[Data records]

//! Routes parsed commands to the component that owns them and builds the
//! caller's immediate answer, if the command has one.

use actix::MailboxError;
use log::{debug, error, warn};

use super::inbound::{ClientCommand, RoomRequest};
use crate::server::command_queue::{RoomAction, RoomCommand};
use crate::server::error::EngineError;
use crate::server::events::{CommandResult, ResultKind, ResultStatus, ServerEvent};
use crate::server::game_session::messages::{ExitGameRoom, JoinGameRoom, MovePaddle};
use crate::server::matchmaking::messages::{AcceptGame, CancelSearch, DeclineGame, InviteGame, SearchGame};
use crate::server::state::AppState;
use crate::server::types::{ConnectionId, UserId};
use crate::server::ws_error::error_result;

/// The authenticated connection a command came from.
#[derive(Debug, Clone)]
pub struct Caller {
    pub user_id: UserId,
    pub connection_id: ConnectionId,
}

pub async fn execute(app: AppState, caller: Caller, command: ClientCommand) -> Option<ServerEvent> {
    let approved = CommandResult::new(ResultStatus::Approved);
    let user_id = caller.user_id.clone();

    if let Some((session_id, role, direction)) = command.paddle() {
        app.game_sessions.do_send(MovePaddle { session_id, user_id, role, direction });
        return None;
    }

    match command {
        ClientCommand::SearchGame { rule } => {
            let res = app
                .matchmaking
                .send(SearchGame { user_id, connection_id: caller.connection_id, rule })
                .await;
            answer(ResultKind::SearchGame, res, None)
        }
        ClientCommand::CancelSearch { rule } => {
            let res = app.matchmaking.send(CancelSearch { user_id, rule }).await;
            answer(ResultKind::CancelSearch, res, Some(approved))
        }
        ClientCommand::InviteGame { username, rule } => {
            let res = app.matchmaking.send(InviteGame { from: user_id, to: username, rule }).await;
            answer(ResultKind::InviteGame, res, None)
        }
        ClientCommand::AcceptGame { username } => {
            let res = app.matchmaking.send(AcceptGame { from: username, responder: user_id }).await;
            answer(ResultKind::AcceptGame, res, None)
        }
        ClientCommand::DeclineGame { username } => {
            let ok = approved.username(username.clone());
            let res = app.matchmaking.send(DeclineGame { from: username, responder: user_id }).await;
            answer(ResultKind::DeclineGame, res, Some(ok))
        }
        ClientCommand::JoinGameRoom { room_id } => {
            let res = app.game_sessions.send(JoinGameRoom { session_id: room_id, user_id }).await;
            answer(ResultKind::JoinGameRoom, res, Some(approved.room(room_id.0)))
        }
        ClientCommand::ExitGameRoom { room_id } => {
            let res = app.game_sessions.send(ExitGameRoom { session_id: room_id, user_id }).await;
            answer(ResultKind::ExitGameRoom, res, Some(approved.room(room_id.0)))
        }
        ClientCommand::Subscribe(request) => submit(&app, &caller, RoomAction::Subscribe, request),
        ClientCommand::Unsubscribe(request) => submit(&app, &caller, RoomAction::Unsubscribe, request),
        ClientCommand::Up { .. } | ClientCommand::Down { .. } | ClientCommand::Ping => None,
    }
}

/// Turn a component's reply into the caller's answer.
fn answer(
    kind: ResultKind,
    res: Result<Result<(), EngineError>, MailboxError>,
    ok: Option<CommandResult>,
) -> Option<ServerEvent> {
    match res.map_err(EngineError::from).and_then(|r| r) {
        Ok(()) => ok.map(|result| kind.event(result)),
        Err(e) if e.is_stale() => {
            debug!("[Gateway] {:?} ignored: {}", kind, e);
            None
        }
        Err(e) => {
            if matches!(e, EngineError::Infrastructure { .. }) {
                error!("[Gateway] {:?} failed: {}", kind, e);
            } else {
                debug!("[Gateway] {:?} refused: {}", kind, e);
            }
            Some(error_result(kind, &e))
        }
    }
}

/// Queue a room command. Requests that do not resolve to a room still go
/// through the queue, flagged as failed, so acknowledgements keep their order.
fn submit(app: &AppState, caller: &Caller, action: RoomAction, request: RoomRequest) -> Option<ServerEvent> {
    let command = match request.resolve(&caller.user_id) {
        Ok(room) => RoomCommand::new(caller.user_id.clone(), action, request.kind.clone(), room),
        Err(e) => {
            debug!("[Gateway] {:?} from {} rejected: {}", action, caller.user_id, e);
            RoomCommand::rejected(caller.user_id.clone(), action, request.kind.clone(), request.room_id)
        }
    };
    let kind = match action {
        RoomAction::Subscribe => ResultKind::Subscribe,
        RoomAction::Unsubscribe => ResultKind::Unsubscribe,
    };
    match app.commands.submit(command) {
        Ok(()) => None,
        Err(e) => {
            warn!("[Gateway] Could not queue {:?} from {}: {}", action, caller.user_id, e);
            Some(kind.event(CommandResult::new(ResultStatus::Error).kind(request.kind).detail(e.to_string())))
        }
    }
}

* PROBLEM TO WORK ON: Write out the records. Leave nothing out and change nothing.

* TASK ANSWER:
//! Routes parsed commands to the component that owns them and builds the
//! caller's immediate answer, if the command has one.

use actix::MailboxError;
use log::{debug, error, warn};

use super::inbound::{ClientCommand, RoomRequest};
use crate::server::command_queue::{RoomAction, RoomCommand};
use crate::server::error::EngineError;
use crate::server::events::{CommandResult, ResultKind, ResultStatus, ServerEvent};
use crate::server::game_session::messages::{ExitGameRoom, JoinGameRoom, MovePaddle};
use crate::server::matchmaking::messages::{AcceptGame, CancelSearch, DeclineGame, InviteGame, SearchGame};
use crate::server::state::AppState;
use crate::server::types::{ConnectionId, UserId};
use crate::server::ws_error::error_result;

/// The authenticated connection a command came from.
#[derive(Debug, Clone)]
pub struct Caller {
    pub user_id: UserId,
    pub connection_id: ConnectionId,
}

pub async fn execute(app: AppState, caller: Caller, command: ClientCommand) -> Option<ServerEvent> {
    let approved = CommandResult::new(ResultStatus::Approved);
    let user_id = caller.user_id.clone();

    if let Some((session_id, role, direction)) = command.paddle() {
        app.game_sessions.do_send(MovePaddle { session_id, user_id, role, direction });
        return None;
    }

    match command {
        ClientCommand::SearchGame { rule } => {
            let res = app
                .matchmaking
                .send(SearchGame { user_id, connection_id: caller.connection_id, rule })
                .await;
            answer(ResultKind::SearchGame, res, None)
        }
        ClientCommand::CancelSearch { rule } => {
            let res = app.matchmaking.send(CancelSearch { user_id, rule }).await;
            answer(ResultKind::CancelSearch, res, Some(approved))
        }
        ClientCommand::InviteGame { username, rule } => {
            let res = app.matchmaking.send(InviteGame { from: user_id, to: username, rule }).await;
            answer(ResultKind::InviteGame, res, None)
        }
        ClientCommand::AcceptGame { username } => {
            let res = app.matchmaking.send(AcceptGame { from: username, responder: user_id }).await;
            answer(ResultKind::AcceptGame, res, None)
        }
        ClientCommand::DeclineGame { username } => {
            let ok = approved.username(username.clone());
            let res = app.matchmaking.send(DeclineGame { from: username, responder: user_id }).await;
            answer(ResultKind::DeclineGame, res, Some(ok))
        }
        ClientCommand::JoinGameRoom { room_id } => {
            let res = app.game_sessions.send(JoinGameRoom { session_id: room_id, user_id }).await;
            answer(ResultKind::JoinGameRoom, res, Some(approved.room(room_id.0)))
        }
        ClientCommand::ExitGameRoom { room_id } => {
            let res = app.game_sessions.send(ExitGameRoom { session_id: room_id, user_id }).await;
            answer(ResultKind::ExitGameRoom, res, Some(approved.room(room_id.0)))
        }
        ClientCommand::Subscribe(request) => submit(&app, &caller, RoomAction::Subscribe, request),
        ClientCommand::Unsubscribe(request) => submit(&app, &caller, RoomAction::Unsubscribe, request),
        ClientCommand::Up { .. } | ClientCommand::Down { .. } | ClientCommand::Ping => None,
    }
}

/// Turn a component's reply into the caller's answer.
fn answer(
    kind: ResultKind,
    res: Result<Result<(), EngineError>, MailboxError>,
    ok: Option<CommandResult>,
) -> Option<ServerEvent> {
    match res.map_err(EngineError::from).and_then(|r| r) {
        Ok(()) => ok.map(|result| kind.event(result)),
        Err(e) if e.is_stale() => {
            debug!("[Gateway] {:?} ignored: {}", kind, e);
            None
        }
        Err(e) => {
            if matches!(e, EngineError::Infrastructure { .. }) {
                error!("[Gateway] {:?} failed: {}", kind, e);
            } else {
                debug!("[Gateway] {:?} refused: {}", kind, e);
            }
            Some(error_result(kind, &e))
        }
    }
}

/// Queue a room command. Requests that do not resolve to a room still go
/// through the queue, flagged as failed, so acknowledgements keep their order.
fn submit(app: &AppState, caller: &Caller, action: RoomAction, request: RoomRequest) -> Option<ServerEvent> {
    let command = match request.resolve(&caller.user_id) {
        Ok(room) => RoomCommand::new(caller.user_id.clone(), action, request.kind.clone(), room),
        Err(e) => {
            debug!("[Gateway] {:?} from {} rejected: {}", action, caller.user_id, e);
            RoomCommand::rejected(caller.user_id.clone(), action, request.kind.clone(), request.room_id)
        }
    };
    let kind = match action {
        RoomAction::Subscribe => ResultKind::Subscribe,
        RoomAction::Unsubscribe => ResultKind::Unsubscribe,
    };
    match app.commands.submit(command) {
        Ok(()) => None,
        Err(e) => {
            warn!("[Gateway] Could not queue {:?} from {}: {}", action, caller.user_id, e);
            Some(kind.event(CommandResult::new(ResultStatus::Error).kind(request.kind).detail(e.to_string())))
        }
    }
}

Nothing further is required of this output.